Gather round, light the cake and prepare to eat some candles because Gallery is 15 today. When ranked against other things born in 2004 the magazine easily beats off competition from Strictly Come Dancing, the debut single by McFly and the launch of the Devil’s Phone Directory, a.k.a. Facebook. If Gallery were a human it would be sneaking out, staying up late and doing the floss dance instead of studying for its GCSEs.

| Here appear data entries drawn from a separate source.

use chrono::{DateTime, Utc};
use tokio::sync::{mpsc, oneshot, watch};
use tokio::task::JoinHandle;
use tracing::{error, info, warn};

use crate::audio::PerUserRecorder;
use crate::error::SessionError;
use crate::pipeline::{PipelineCoordinator, PipelineJob, PipelineReport};
use crate::session::stats::{SessionState, SessionStatus};
use crate::voice::{LifecycleEvent, VoiceInbound, VoiceSessionManager};

const COMMAND_BUFFER: usize = 8;

/// Commands accepted by a running session task. External callers queue
/// behind in-flight transitions through this mailbox instead of racing
/// the state machine.
#[derive(Debug)]
pub enum SessionCommand {
    /// Stop recording; the reply carries the pipeline report, or None when
    /// the stop landed before anything was captured.
    Stop {
        reply: oneshot::Sender<Option<PipelineReport>>,
    },
}

/// The task owning one session end to end: voice manager, recorder and
/// pipeline all live here, so everything within a session is serialized
/// while separate rooms run independently.
pub struct SessionActor {
    room: String,
    job: PipelineJob,
    manager: VoiceSessionManager,
    events: mpsc::UnboundedReceiver<LifecycleEvent>,
    recorder: PerUserRecorder,
    coordinator: PipelineCoordinator,
    commands: mpsc::Receiver<SessionCommand>,
    status: watch::Sender<SessionStatus>,
    state: SessionState,
    started_at: DateTime<Utc>,
}

impl SessionActor {
    pub fn spawn(
        room: String,
        job: PipelineJob,
        manager: VoiceSessionManager,
        events: mpsc::UnboundedReceiver<LifecycleEvent>,
        recorder: PerUserRecorder,
        coordinator: PipelineCoordinator,
    ) -> (
        mpsc::Sender<SessionCommand>,
        watch::Receiver<SessionStatus>,
        JoinHandle<()>,
    ) {
        let (commands_tx, commands_rx) = mpsc::channel(COMMAND_BUFFER);
        let started_at = Utc::now();
        let (status_tx, status_rx) = watch::channel(SessionStatus::new(
            job.session_id.clone(),
            room.clone(),
            started_at,
        ));

        let actor = Self {
            room,
            job,
            manager,
            events,
            recorder,
            coordinator,
            commands: commands_rx,
            status: status_tx,
            state: SessionState::Connecting,
            started_at,
        };

        let task = tokio::spawn(actor.run());
        (commands_tx, status_rx, task)
    }

    async fn run(mut self) {
        enum ConnectWait {
            Done(Result<(), SessionError>),
            Stopped(oneshot::Sender<Option<PipelineReport>>),
            Detached,
        }

        let room = self.room.clone();

        // Handshake phase. A stop arriving here cancels the attempt and
        // closes without a pipeline job: nothing has been captured yet.
        let wait = {
            let connect = self.manager.connect(&room);
            tokio::pin!(connect);
            loop {
                tokio::select! {
                    res = &mut connect => break ConnectWait::Done(res),
                    cmd = self.commands.recv() => match cmd {
                        Some(SessionCommand::Stop { reply }) => break ConnectWait::Stopped(reply),
                        None => break ConnectWait::Detached,
                    },
                }
            }
        };

        match wait {
            ConnectWait::Done(Ok(())) => {
                self.set_state(SessionState::Recording);
            }
            ConnectWait::Done(Err(e)) => {
                error!(room, "voice handshake failed: {e}");
                self.set_state(SessionState::Failed);
                self.await_stop_while_failed().await;
                return;
            }
            ConnectWait::Stopped(reply) => {
                info!(room, "stop received mid-handshake, closing without pipeline");
                self.manager.close_now().await;
                self.set_state(SessionState::Closed);
                let _ = reply.send(None);
                return;
            }
            ConnectWait::Detached => {
                self.manager.close_now().await;
                return;
            }
        }

        let mut inbound = self.manager.take_inbound();

        loop {
            tokio::select! {
                cmd = self.commands.recv() => match cmd {
                    Some(SessionCommand::Stop { reply }) => {
                        self.stop_and_report(reply).await;
                        return;
                    }
                    None => {
                        self.manager.close_now().await;
                        return;
                    }
                },

                ev = self.events.recv() => {
                    if let Some(ev) = ev {
                        self.on_lifecycle_event(ev);
                    }
                }

                item = async { inbound.as_mut().unwrap().recv().await }, if inbound.is_some() => {
                    match item {
                        Some(VoiceInbound::Frame(frame)) => {
                            self.recorder.ingest(frame);
                            self.publish_status();
                        }
                        Some(VoiceInbound::Invalidated(code)) => {
                            warn!(room, code = code.0, "voice transport invalidated");
                            match self.manager.handle_invalidation(&room).await {
                                Ok(()) => {
                                    inbound = self.manager.take_inbound();
                                    self.set_state(SessionState::Recording);
                                }
                                Err(e) => {
                                    error!(room, "reconnect failed, keeping captured audio: {e}");
                                    inbound = None;
                                    self.set_state(SessionState::Failed);
                                }
                            }
                        }
                        Some(VoiceInbound::Closed) | None => {
                            info!(room, "voice frame stream ended");
                            inbound = None;
                        }
                    }
                }
            }
        }
    }

    /// After a terminal handshake failure the session stays addressable so
    /// the failure is reported explicitly, never left "maybe running".
    async fn await_stop_while_failed(&mut self) {
        while let Some(cmd) = self.commands.recv().await {
            match cmd {
                SessionCommand::Stop { reply } => {
                    self.set_state(SessionState::Closed);
                    let _ = reply.send(None);
                    return;
                }
            }
        }
    }

    async fn stop_and_report(&mut self, reply: oneshot::Sender<Option<PipelineReport>>) {
        info!(room = %self.room, session = %self.job.session_id, "stopping session");

        self.manager.drain().await;
        self.set_state(SessionState::Processing);

        let report = self.coordinator.run(&self.job, &mut self.recorder).await;

        self.set_state(SessionState::Closed);
        let _ = reply.send(Some(report));
    }

    fn on_lifecycle_event(&mut self, ev: LifecycleEvent) {
        match ev {
            LifecycleEvent::Connected { endpoint } => {
                info!(room = %self.room, endpoint = %endpoint.describe(), "voice connected");
                self.set_state(SessionState::Recording);
            }
            LifecycleEvent::Reconnecting { attempt } => {
                warn!(room = %self.room, attempt, "voice reconnecting");
                self.set_state(SessionState::Reconnecting);
            }
            LifecycleEvent::Closed => {}
        }
    }

    fn set_state(&mut self, state: SessionState) {
        self.state = state;
        self.publish_status();
    }

    fn publish_status(&self) {
        self.status.send_replace(SessionStatus {
            session_id: self.job.session_id.clone(),
            room: self.room.clone(),
            state: self.state,
            started_at: self.started_at,
            participants: self.recorder.participants(),
            bytes_by_participant: self.recorder.byte_counts(),
            dropped_frames: self.recorder.dropped_frames(),
        });
    }
}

It might have a temper and pimples, and perhaps you’d also be struggling to find an appropriate gift for a birthday party, one where it refused to talk to you. If Gallery was your wife, you’d be Googling “WTF is crystal wedding – is that real?” If Gallery was your dog, you’d be buying it a softer cushion and trying to persuade it not to wee indoors. What I’m getting at is that anniversaries have their own strange rules, and that doing the appropriate thing for each one is much harder than you think. Take this from me, a man who bought his wife a micro-scooter for her 40th and once said “congratulations!” to a group of Americans who informed me it was the anniversary of 9/11.

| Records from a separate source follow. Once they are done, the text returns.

//! Registry records persisted through the structured-storage codec:
//! the notation bijection, assets, swaps and double-mining reports.
//! Removal never deletes a record; it sets a tombstone flag so history
//! stays addressable.

use super::StateDB;
use crate::core::error::BlockchainError;
use rlp::{Decodable, DecoderError, Encodable, Rlp, RlpStream};
use tempo_common::asset::Asset;
use tempo_common::config::{
    ASSET_KEY_ADDRESS, MULTI_SWAP_KEY_ADDRESS, NOTATION_KEY_ADDRESS, REPORT_KEY_ADDRESS,
    SWAP_KEY_ADDRESS,
};
use tempo_common::crypto::{keccak256, Address, Hash};
use tempo_common::swap::{MultiSwap, Swap};

struct NotationRecord {
    deleted: bool,
    count: u64,
    address: Address,
}

impl Encodable for NotationRecord {
    fn rlp_append(&self, s: &mut RlpStream) {
        s.begin_list(3);
        s.append(&self.deleted);
        s.append(&self.count);
        s.append(&self.address);
    }
}

impl Decodable for NotationRecord {
    fn decode(rlp: &Rlp) -> Result<Self, DecoderError> {
        Ok(Self {
            deleted: rlp.val_at(0)?,
            count: rlp.val_at(1)?,
            address: rlp.val_at(2)?,
        })
    }
}

struct AssetRecord {
    deleted: bool,
    asset: Asset,
}

impl Encodable for AssetRecord {
    fn rlp_append(&self, s: &mut RlpStream) {
        s.begin_list(2);
        s.append(&self.deleted);
        s.append(&self.asset);
    }
}

impl Decodable for AssetRecord {
    fn decode(rlp: &Rlp) -> Result<Self, DecoderError> {
        Ok(Self {
            deleted: rlp.val_at(0)?,
            asset: rlp.val_at(1)?,
        })
    }
}

struct SwapRecord {
    deleted: bool,
    swap: Swap,
}

impl Encodable for SwapRecord {
    fn rlp_append(&self, s: &mut RlpStream) {
        s.begin_list(2);
        s.append(&self.deleted);
        s.append(&self.swap);
    }
}

impl Decodable for SwapRecord {
    fn decode(rlp: &Rlp) -> Result<Self, DecoderError> {
        Ok(Self {
            deleted: rlp.val_at(0)?,
            swap: rlp.val_at(1)?,
        })
    }
}

struct MultiSwapRecord {
    deleted: bool,
    swap: MultiSwap,
}

impl Encodable for MultiSwapRecord {
    fn rlp_append(&self, s: &mut RlpStream) {
        s.begin_list(2);
        s.append(&self.deleted);
        s.append(&self.swap);
    }
}

impl Decodable for MultiSwapRecord {
    fn decode(rlp: &Rlp) -> Result<Self, DecoderError> {
        Ok(Self {
            deleted: rlp.val_at(0)?,
            swap: rlp.val_at(1)?,
        })
    }
}

fn notation_key(notation: u64) -> [u8; 8] {
    notation.to_be_bytes()
}

impl StateDB {
    // ----- notation registry -----

    pub fn get_notation_count(&self) -> Result<u64, BlockchainError> {
        let data = self.get_struct_data(&NOTATION_KEY_ADDRESS, NOTATION_KEY_ADDRESS.as_bytes());
        if data.is_empty() {
            return Ok(0); // not created yet
        }
        let record: NotationRecord = rlp::decode(&data)
            .map_err(|e| BlockchainError::Corruption(format!("notation count: {e}")))?;
        Ok(record.count)
    }

    pub(crate) fn set_notation_count(&mut self, count: u64) {
        let record = NotationRecord {
            deleted: false,
            count,
            address: Address::zero(),
        };
        let data = rlp::encode(&record).to_vec();
        self.set_struct_data(&NOTATION_KEY_ADDRESS, &NOTATION_KEY_ADDRESS.to_bytes(), &data);
    }

    pub(crate) fn set_notation_lookup(&mut self, notation: u64, address: &Address) {
        let record = NotationRecord {
            deleted: false,
            count: notation,
            address: *address,
        };
        let data = rlp::encode(&record).to_vec();
        self.set_struct_data(&NOTATION_KEY_ADDRESS, &notation_key(notation), &data);
    }

    pub fn get_address_by_notation(&self, notation: u64) -> Result<Address, BlockchainError> {
        let data = self.get_struct_data(&NOTATION_KEY_ADDRESS, &notation_key(notation));
        if data.is_empty() {
            return Err(BlockchainError::NotationNotFound(notation));
        }
        let record: NotationRecord = rlp::decode(&data)
            .map_err(|e| BlockchainError::Corruption(format!("notation {notation}: {e}")))?;
        if record.deleted || record.address.is_zero() {
            return Err(BlockchainError::NotationNotFound(notation));
        }
        Ok(record.address)
    }

    // ----- asset registry -----

    pub fn get_asset(&self, asset_id: &Hash) -> Result<Asset, BlockchainError> {
        let data = self.get_struct_data(&ASSET_KEY_ADDRESS, asset_id.as_bytes());
        if data.is_empty() {
            return Err(BlockchainError::AssetNotFound(*asset_id));
        }
        let record: AssetRecord = rlp::decode(&data)
            .map_err(|e| BlockchainError::Corruption(format!("asset {asset_id}: {e}")))?;
        if record.deleted {
            return Err(BlockchainError::AssetNotFound(*asset_id));
        }
        Ok(record.asset)
    }

    /// Register a new asset; the id must be unused (tombstones count
    /// as used history but read as not found).
    pub fn gen_asset(&mut self, asset: Asset) -> Result<(), BlockchainError> {
        if self.get_asset(&asset.id).is_ok() {
            return Err(BlockchainError::AssetExists(asset.id));
        }
        self.put_asset(asset);
        Ok(())
    }

    /// Overwrite an existing asset record.
    pub fn update_asset(&mut self, asset: Asset) -> Result<(), BlockchainError> {
        self.put_asset(asset);
        Ok(())
    }

    fn put_asset(&mut self, asset: Asset) {
        let id = asset.id;
        let record = AssetRecord {
            deleted: false,
            asset,
        };
        let data = rlp::encode(&record).to_vec();
        self.set_struct_data(&ASSET_KEY_ADDRESS, id.as_bytes(), &data);
    }

    // ----- swap registry -----

    pub fn get_swap(&self, swap_id: &Hash) -> Result<Swap, BlockchainError> {
        let data = self.get_struct_data(&SWAP_KEY_ADDRESS, swap_id.as_bytes());
        if data.is_empty() {
            return Err(BlockchainError::SwapNotFound(*swap_id));
        }
        let record: SwapRecord = rlp::decode(&data)
            .map_err(|e| BlockchainError::Corruption(format!("swap {swap_id}: {e}")))?;
        if record.deleted {
            return Err(BlockchainError::SwapNotFound(*swap_id));
        }
        Ok(record.swap)
    }

    pub fn add_swap(&mut self, swap: Swap) -> Result<(), BlockchainError> {
        if self.get_swap(&swap.id).is_ok() {
            return Err(BlockchainError::SwapExists(swap.id));
        }
        self.put_swap(swap, false);
        Ok(())
    }

    pub fn update_swap(&mut self, swap: Swap) -> Result<(), BlockchainError> {
        self.put_swap(swap, false);
        Ok(())
    }

    pub fn remove_swap(&mut self, swap_id: &Hash) -> Result<(), BlockchainError> {
        let swap = self.get_swap(swap_id)?;
        self.put_swap(swap, true);
        Ok(())
    }

    fn put_swap(&mut self, swap: Swap, deleted: bool) {
        let id = swap.id;
        let record = SwapRecord { deleted, swap };
        let data = rlp::encode(&record).to_vec();
        self.set_struct_data(&SWAP_KEY_ADDRESS, id.as_bytes(), &data);
    }

    // ----- multi swap registry -----

    pub fn get_multi_swap(&self, swap_id: &Hash) -> Result<MultiSwap, BlockchainError> {
        let data = self.get_struct_data(&MULTI_SWAP_KEY_ADDRESS, swap_id.as_bytes());
        if data.is_empty() {
            return Err(BlockchainError::SwapNotFound(*swap_id));
        }
        let record: MultiSwapRecord = rlp::decode(&data)
            .map_err(|e| BlockchainError::Corruption(format!("multi swap {swap_id}: {e}")))?;
        if record.deleted {
            return Err(BlockchainError::SwapNotFound(*swap_id));
        }
        Ok(record.swap)
    }

    pub fn add_multi_swap(&mut self, swap: MultiSwap) -> Result<(), BlockchainError> {
        if self.get_multi_swap(&swap.id).is_ok() {
            return Err(BlockchainError::SwapExists(swap.id));
        }
        self.put_multi_swap(swap, false);
        Ok(())
    }

    pub fn update_multi_swap(&mut self, swap: MultiSwap) -> Result<(), BlockchainError> {
        self.put_multi_swap(swap, false);
        Ok(())
    }

    pub fn remove_multi_swap(&mut self, swap_id: &Hash) -> Result<(), BlockchainError> {
        let swap = self.get_multi_swap(swap_id)?;
        self.put_multi_swap(swap, true);
        Ok(())
    }

    fn put_multi_swap(&mut self, swap: MultiSwap, deleted: bool) {
        let id = swap.id;
        let record = MultiSwapRecord { deleted, swap };
        let data = rlp::encode(&record).to_vec();
        self.set_struct_data(&MULTI_SWAP_KEY_ADDRESS, id.as_bytes(), &data);
    }

    // ----- report registry -----

    pub fn is_report_exist(&self, report: &[u8]) -> bool {
        let hash = keccak256(report);
        !self
            .get_struct_data(&REPORT_KEY_ADDRESS, hash.as_bytes())
            .is_empty()
    }

    pub fn add_report(&mut self, report: &[u8]) -> Result<(), BlockchainError> {
        if self.is_report_exist(report) {
            return Err(BlockchainError::ReportExists);
        }
        let hash = keccak256(report);
        self.set_struct_data(&REPORT_KEY_ADDRESS, hash.as_bytes(), report);
        Ok(())
    }
}

#[cfg(test)]
mod tests {
    use super::*;
    use primitive_types::U256;

    fn sample_asset(id_byte: u8) -> Asset {
        Asset {
            id: Hash::repeat_byte(id_byte),
            owner: Address::repeat_byte(0x01),
            name: "Coin".into(),
            symbol: "C".into(),
            decimals: 18,
            total: U256::from(100u64),
            can_change: true,
            description: String::new(),
        }
    }

    fn sample_swap(id_byte: u8) -> Swap {
        Swap {
            id: Hash::repeat_byte(id_byte),
            owner: Address::repeat_byte(0x01),
            from_asset_id: Hash::repeat_byte(0x02),
            from_start_time: 0,
            from_end_time: u64::MAX,
            min_from_amount: U256::one(),
            to_asset_id: Hash::repeat_byte(0x03),
            to_start_time: 0,
            to_end_time: u64::MAX,
            min_to_amount: U256::one(),
            swap_size: U256::from(10u64),
            targets: vec![],
            time: 0,
            description: String::new(),
            notation: 0,
        }
    }

    #[test]
    fn test_asset_registry() {
        let mut state = StateDB::new();
        let asset = sample_asset(0x0a);

        assert!(state.get_asset(&asset.id).is_err());
        state.gen_asset(asset.clone()).expect("registered");
        assert_eq!(state.get_asset(&asset.id).expect("found"), asset);
        assert!(matches!(
            state.gen_asset(asset.clone()),
            Err(BlockchainError::AssetExists(_))
        ));

        let mut updated = asset.clone();
        updated.total = U256::from(500u64);
        state.update_asset(updated.clone()).expect("updated");
        assert_eq!(state.get_asset(&asset.id).expect("found"), updated);
    }

    #[test]
    fn test_swap_tombstone() {
        let mut state = StateDB::new();
        let swap = sample_swap(0x0b);

        state.add_swap(swap.clone()).expect("added");
        assert!(state.add_swap(swap.clone()).is_err());

        state.remove_swap(&swap.id).expect("removed");
        assert!(matches!(
            state.get_swap(&swap.id),
            Err(BlockchainError::SwapNotFound(_))
        ));
        assert!(state.remove_swap(&swap.id).is_err());
    }

    #[test]
    fn test_report_registry() {
        let mut state = StateDB::new();
        let report = vec![1u8, 2, 3];

        assert!(!state.is_report_exist(&report));
        state.add_report(&report).expect("recorded");
        assert!(state.is_report_exist(&report));
        assert!(matches!(
            state.add_report(&report),
            Err(BlockchainError::ReportExists)
        ));
    }
}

HOW TO CELEBRATE: A 21ST BIRTHDAY

Young teenagers get a lot of flack, but maybe the reason they’re no fun at birthday parties is because they’re permanently buzzed off a cocktail of hormones and vape juice, yet sober enough to know the party won’t get properly started for a few years. Even your 18th can be pants, because there’s still people who can’t get served and some people you haven’t worked out how to disinvite. By the time your 21st is on the horizon you’ve started developing adult tastes and a peer group to match, friends who’ll help you con your parents into checking into a hotel and trusting you with an official house party. These people will make the party a special one – and then help you shampoo sick out of the carpet and get the “Grant’s Mum: Town Bike” graffiti removed from the upstairs bathroom. Twenty-one is alternately the first year you deserve a significant gift, assuming you’re almost done with higher education or have worked for a few years without being fired. Rich kids are guaranteed a jetski or new horse as a reward for the ruling class tradition of covering up the murder of at least one servant.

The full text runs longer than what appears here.